El acusado, entretanto, escuchaba inquieto las intervenciones a tres bandas (fiscal, abogado defensor y magistrado). Llegado el momento de ofrecer su testimonio, advirtió que su intención al escribir la novela era simplemente restaurar la dignidad arrebatada por los especuladores-evangelizadores a los moais. "La idea me vino en la única iglesia católica de la Isla de Pascua. Allí vi el sincretismo religioso en sus vidrieras, en las que los apóstoles arrinconaban a los hombres pájaro" (los héroes de la población indígena, porque eran varones capaces nadar en un mar infectado de tiburones para recoger el primer huevo puesto por las aves en el periodo de cría).

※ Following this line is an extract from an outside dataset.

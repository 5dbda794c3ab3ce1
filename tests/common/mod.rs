pub mod tracks;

Cuando Bolea calló, el juicio quedó visto para sentencia. Entonces Carnicer emitió su veredicto: "Absuelvo al acusado con todos los pronunciamientos favorables". La literatura había triunfado. Bolea no acabaría como Wilde en la cárcel, pero sí tendría que pagar un pequeño peaje por su atrevimiento. Es el que queda fijado en el voto particular emitido por otro de lo miembros del tribunal, la magistrada Carmen Fernández de Blas, editora de Martínez Roca: "El reo debe recibir una pena no mayor de seis meses y no menor de tres a conceder entrevistas, firmar ejemplares y acudir a las presentaciones del libro que la editorial le exija". Bolea respiró aliviado. El penal de los escritores osados tendría que esperar.